In the Vanna-Volga approach to pricing first generation exotics, such as single barriers, as I understand it the pricing is as follows:
Let $K,S_t < B$. I'll choose the ATM IV $I_{ATM}$ as the reference volatility for the VV price. Then, $$ UIP(S_t,K,B) = UIP^{BS} (S_t,K,B, I_{ATM}) + p \times \text{Hedge cost} $$ where $UIP^{BS} (S_t,K,B, I_{ATM})$ is the UIP price in a Black-Scholes world with a flat volatility equal to $I_{ATM}$, and $p$ is the touch probability. If I were considering an Up and Out (UOP) then $p$ would be the no-touch probability, right?

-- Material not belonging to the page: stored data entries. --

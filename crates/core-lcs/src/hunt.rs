//! Hunt–McIlroy LCS kernel ("An Algorithm for Differential File
//! Comparison", Hunt and McIlroy).
//!
//! The right sequence is pre-indexed as a [`KeyOccurrences`] table so the
//! kernel can iterate all matches of a left item in O(1) per match. Two
//! variants exist: `run_and_report` tracks backpointers (quadratic memory in
//! the worst case) and reconstructs the matching chunks; `run_split` runs a
//! bidirectional search with linear memory and only produces the LCS length
//! plus a split point for the recursive driver in [`crate::hybrid`].

use crate::LcsItem;
use crate::chunks::{Chunk, append_reverse_chunk, reorder_reverse_chunks};

/// Occurrence index over one sequence with O(1) access per key.
///
/// Stored as two flat vectors: `first_match[k]..first_match[k + 1]` indexes
/// into `occurrences`, which lists the positions of key `k` in reverse
/// order. Memory is `sizeof(i32) * (max_key + 1 + len)`, which beats a hash
/// map from key to position vector by a wide margin once the key space has
/// been compacted.
#[derive(Debug, Default, Clone)]
pub struct KeyOccurrences {
    pub(crate) first_match: Vec<i32>,
    occurrences: Vec<i32>,
}

impl KeyOccurrences {
    /// Rebuilds the index for `items`. `keys` must be strictly greater than
    /// every `item.key()`.
    pub fn init<T: LcsItem>(&mut self, items: &[T], keys: usize) {
        // Counting sort: count per key, prefix-sum into start offsets, then
        // place positions in reverse so each bucket lists matches by
        // decreasing position.
        self.first_match.clear();
        self.first_match.resize(keys + 1, 0);
        for item in items {
            self.first_match[item.key()] += 1;
        }
        let mut acc = 0;
        for slot in self.first_match.iter_mut() {
            let count = *slot;
            *slot = acc;
            acc += count;
        }
        let mut insertion_point = self.first_match.clone();
        self.occurrences.clear();
        self.occurrences.resize(items.len(), 0);
        for (i, item) in items.iter().enumerate().rev() {
            let slot = &mut insertion_point[item.key()];
            self.occurrences[*slot as usize] = i as i32;
            *slot += 1;
        }
    }

    /// Positions of `key` in the indexed sequence, by decreasing position.
    pub fn occurrences(&self, key: usize) -> &[i32] {
        if key + 1 < self.first_match.len() {
            let begin = self.first_match[key] as usize;
            let end = self.first_match[key + 1] as usize;
            &self.occurrences[begin..end]
        } else {
            &[]
        }
    }

    /// Total number of indexed items.
    pub fn len(&self) -> usize {
        self.occurrences.len()
    }

    pub fn is_empty(&self) -> bool {
        self.occurrences.is_empty()
    }

    pub fn clear(&mut self) {
        self.first_match.clear();
        self.occurrences.clear();
    }
}

/// A single match plus the index of the preceding match in the backpointer
/// arena. Flat indices instead of refcounted nodes: the arena is dropped as
/// a whole after reporting.
#[derive(Debug, Clone, Copy)]
pub(crate) struct BackPointer {
    pub x: i32,
    pub y: i32,
    pub predecessor: u32,
}

/// Estimated size of one backpointer, used by the memory estimators.
pub(crate) const BACK_POINTER_SIZE: i64 = std::mem::size_of::<BackPointer>() as i64;

#[derive(Debug, Default)]
pub struct LcsHunt {
    split_x: i32,
    split_y: i32,
}

impl LcsHunt {
    /// Runs Hunt's algorithm over `left` and the pre-indexed right side.
    /// With `chunks` present, backpointers are tracked and the matching
    /// chunks reported; without, the linear-memory split variant runs and
    /// the split point is available through [`Self::split_x`] /
    /// [`Self::split_y`]. Returns the LCS length.
    pub fn run<T: LcsItem>(
        &mut self,
        left: &[T],
        left_offset: i32,
        right_occ: &KeyOccurrences,
        right_offset: i32,
        chunks: Option<&mut Vec<Chunk>>,
    ) -> i32 {
        match chunks {
            Some(chunks) => self.run_and_report(left, left_offset, right_occ, right_offset, chunks),
            None => self.run_split(left, right_occ),
        }
    }

    pub fn split_x(&self) -> i32 {
        self.split_x
    }

    pub fn split_y(&self) -> i32 {
        self.split_y
    }

    fn run_and_report<T: LcsItem>(
        &mut self,
        left: &[T],
        left_offset: i32,
        right_occ: &KeyOccurrences,
        right_offset: i32,
        chunks: &mut Vec<Chunk>,
    ) -> i32 {
        let right_size = right_occ.len() as i32;
        let fence = left.len() as i32 + right_size + 1;

        let mut back_pointers: Vec<BackPointer> = Vec::with_capacity(left.len() + right_occ.len() + 2);
        // Index 0: sentinel before any match; index 1: sentinel after any
        // match. Every wave slot starts out pointing at one of the two.
        back_pointers.push(BackPointer {
            x: -1,
            y: -1,
            predecessor: 0,
        });
        back_pointers.push(BackPointer {
            x: fence,
            y: fence,
            predecessor: 0,
        });

        // waves_fwd[l] holds the backpointer id of the chain of exactly l
        // matches whose last match has the smallest right coordinate found
        // so far.
        let mut waves_fwd: Vec<usize> = vec![1; right_occ.len() + 1];
        waves_fwd[0] = 0;

        for (x, item) in left.iter().enumerate() {
            for &y in right_occ.occurrences(item.key()) {
                // Slot where a chain ending at y would land; the wave is
                // sorted by the y coordinate of its chain ends.
                let l = waves_fwd.partition_point(|&id| back_pointers[id].y < y);
                // Only replace when strictly improving: an equal right
                // coordinate means the same end position was reached with
                // the same chain length already.
                if back_pointers[waves_fwd[l]].y == y {
                    continue;
                }
                let predecessor = waves_fwd[l - 1] as u32;
                back_pointers.push(BackPointer {
                    x: x as i32,
                    y,
                    predecessor,
                });
                waves_fwd[l] = back_pointers.len() - 1;
            }
        }

        // The largest wave slot still pointing at a real chain is the LCS
        // length; walk its backpointers to emit matches back-to-front.
        let mut l = waves_fwd.len() - 1;
        while l > 0 && waves_fwd[l] == 1 {
            l -= 1;
        }
        let first_chunk = chunks.len();
        let mut bp = waves_fwd[l];
        while bp != 0 {
            let p = back_pointers[bp];
            append_reverse_chunk(p.x + left_offset, p.y + right_offset, 1, chunks);
            bp = p.predecessor as usize;
        }
        reorder_reverse_chunks(first_chunk, chunks);
        l as i32
    }

    fn run_split<T: LcsItem>(&mut self, left: &[T], right_occ: &KeyOccurrences) -> i32 {
        let left_size = left.len() as i32;
        let right_size = right_occ.len() as i32;
        let slots = right_occ.len() + 1;

        // Forward wave over the first half of left, backward wave over the
        // second half, both keyed by chain length and storing only the last
        // match coordinate per slot.
        let mut waves_fwd_y = vec![right_size + 1; slots];
        waves_fwd_y[0] = -1;
        let mut waves_bwd_y = vec![-1; slots];
        waves_bwd_y[slots - 1] = right_size + 1;
        let mut waves_fwd_x = vec![-1; slots];
        let mut waves_bwd_x = vec![-1; slots];

        self.split_x = left_size / 2;
        for x in 0..=self.split_x {
            for &y in right_occ.occurrences(left[x as usize].key()) {
                let l = waves_fwd_y.partition_point(|&wy| wy < y);
                waves_fwd_x[l] = x;
                waves_fwd_y[l] = y;
            }
        }
        for x in ((self.split_x + 1)..left_size).rev() {
            // Matches in increasing y order for the backward wave.
            for &y in right_occ.occurrences(left[x as usize].key()).iter().rev() {
                let l = waves_bwd_y.partition_point(|&wy| wy <= y) - 1;
                waves_bwd_x[l] = x;
                waves_bwd_y[l] = y;
            }
        }

        // Merge the waves: for every feasible forward chain length l, find
        // the longest backward chain whose matches lie strictly after the
        // forward chain's last right coordinate.
        let mut lcs = 0;
        self.split_y = 0;
        let mut k = 0usize;
        let mut l = 0usize;
        while l < slots && waves_fwd_y[l] < right_size {
            while waves_bwd_y[k] <= waves_fwd_y[l] {
                k += 1;
            }
            let candidate = l as i32 + right_size - k as i32;
            if lcs < candidate {
                lcs = candidate;
                // Slot 0 of the forward wave does not point at a match.
                if l > 0 {
                    self.split_x = waves_fwd_x[l];
                    self.split_y = waves_fwd_y[l];
                } else {
                    self.split_x = waves_bwd_x[k];
                    self.split_y = waves_bwd_y[k];
                }
            }
            l += 1;
        }
        lcs
    }
}

#[cfg(test)]
mod tests {
    use super::*;

    fn occ(items: &[i32], keys: usize) -> KeyOccurrences {
        let mut index = KeyOccurrences::default();
        index.init(items, keys);
        index
    }

    #[test]
    fn key_occurrences_reverse_order() {
        let index = occ(&[1, 0, 1, 2, 1], 3);
        assert_eq!(index.occurrences(1), &[4, 2, 0]);
        assert_eq!(index.occurrences(0), &[1]);
        assert_eq!(index.occurrences(3), &[] as &[i32]);
        assert_eq!(index.len(), 5);
    }

    #[test]
    fn reports_single_chunk() {
        let right = [0, 1, 2, 3];
        let index = occ(&right, 4);
        let mut hunt = LcsHunt::default();
        let mut chunks = Vec::new();
        let lcs = hunt.run(&[1, 2], 0, &index, 0, Some(&mut chunks));
        assert_eq!(lcs, 2);
        assert_eq!(chunks, vec![Chunk::new(0, 1, 2)]);
    }

    #[test]
    fn split_variant_matches_report_length() {
        let left = [0, 3, 1, 2, 4, 0, 1];
        let right = [3, 0, 1, 2, 0, 4, 4, 1];
        let index = occ(&right, 5);
        let mut hunt = LcsHunt::default();
        let mut chunks = Vec::new();
        let with_chunks = hunt.run(&left, 0, &index, 0, Some(&mut chunks));
        let mut hunt_split = LcsHunt::default();
        let without_chunks = hunt_split.run(&left, 0, &index, 0, None);
        assert_eq!(with_chunks, without_chunks);
        assert_eq!(
            with_chunks,
            chunks.iter().map(|c| c.length).sum::<i32>()
        );
    }
}
//! A test driver for golden files: test cases live in text files, a
//! callback produces actual outputs, and the driver compares, reports
//! diffs, and regenerates the file with the actual outputs so goldens can
//! be updated.
//!
//! A test file contains cases separated by `==`; each case has an input
//! and expected outputs separated by `--` (see `core-testfile` for the
//! grammar, `core-options` for per-case `[key=value]` options):
//!
//! ```text
//! # Comment
//! First test case.
//! --
//! Test output 1
//! ==
//! Second {{test|TEST}} case.
//! --
//! Second test case output.
//! ==
//! Third test case.
//! --
//! [SAME AS PREVIOUS]
//! ```
//!
//! Beyond the basic shape this driver supports:
//! - **Alternations** `{{a|b}}`: the case runs once per combination of
//!   values; runs with equal results are merged into annotated groups.
//! - **`[SAME AS PREVIOUS]`**: an explicit annotation that a case must
//!   produce exactly the previous case's output.
//! - **Modes** ([`run_test_cases_with_modes_from_files`]): expected
//!   outputs keyed by a user-defined mode and result type, merged with the
//!   modes the callback actually ran (see `core-modes`).
//!
//! The simplest entry point runs a whole list of files:
//!
//! ```no_run
//! use std::path::PathBuf;
//! use core_driver::{DriverConfig, run_test_cases_from_files};
//!
//! let config = DriverConfig::new();
//! let passed = run_test_cases_from_files(
//!     &[PathBuf::from("testdata/queries.test")],
//!     &config,
//!     |input, result| {
//!         result.add_test_output(format!("echo: {input}"));
//!     },
//! );
//! assert!(passed);
//! ```
//!
//! For test-framework integration (one framework test per case), parse a
//! [`TestFile`] once, make a [`TestFileRunner`], and feed it
//! [`TestCaseHandle`]s; cases must run in file order because options
//! defaults and `[SAME AS PREVIOUS]` carry state across cases.

mod alternations;
mod config;
mod result;
mod runner;

pub use alternations::break_string_into_alternations;
pub use config::{DriverConfig, FailureSink, OnResultDiffFound, ResultDiff};
pub use result::{RunTestCaseResult, RunTestCaseWithModesResult};
pub use runner::{
    TestCaseHandle, TestFile, TestFileRunner, count_test_cases_in_files, log_extractable_text,
    run_test_cases_from_files, run_test_cases_with_modes_from_files,
};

So here is my question: the UIP price in a Black-Scholes world with flat vol $I_{ATM}$ is $$ UIP^{BS} (S_t,K,B, I_{ATM}) = \frac{K}{B} C^{BS}(S_t, B^2/K, I_{ATM}) $$
The hedge cost would be $$ \sum_{i=1}^3 x_i \left( C(S_t,K_i) - C^{BS}(S_t,K_i,I_{ATM}) \right) $$ where the $C(S_t,K_i)$ are the market prices of options (i.e. using the actual IVs of the strikes $K_i$), and $x_i$ are determined such that \begin{align} \frac{\partial}{\partial\sigma} UIP^{BS} (S_t,K,B, I_{ATM}) &= \sum_{i=1}^3 x_i \frac{\partial}{\partial\sigma}C^{BS}(S_t,K_i,I_{ATM}) \\ \frac{\partial^2}{\partial\sigma\partial\sigma} UIP^{BS} (S_t,K,B, I_{ATM}) &= \sum_{i=1}^3 x_i \frac{\partial^2}{\partial\sigma\partial\sigma}C^{BS}(S_t,K_i,I_{ATM}) \\ \frac{\partial^2}{\partial S_t\partial\sigma} UIP^{BS} (S_t,K,B, I_{ATM}) &= \sum_{i=1}^3 x_i \frac{\partial^2}{\partial S_t\partial\sigma}C^{BS}(S_t,K_i,I_{ATM}) \end{align}
Is my understanding, in particular regarding the touch probability, correct?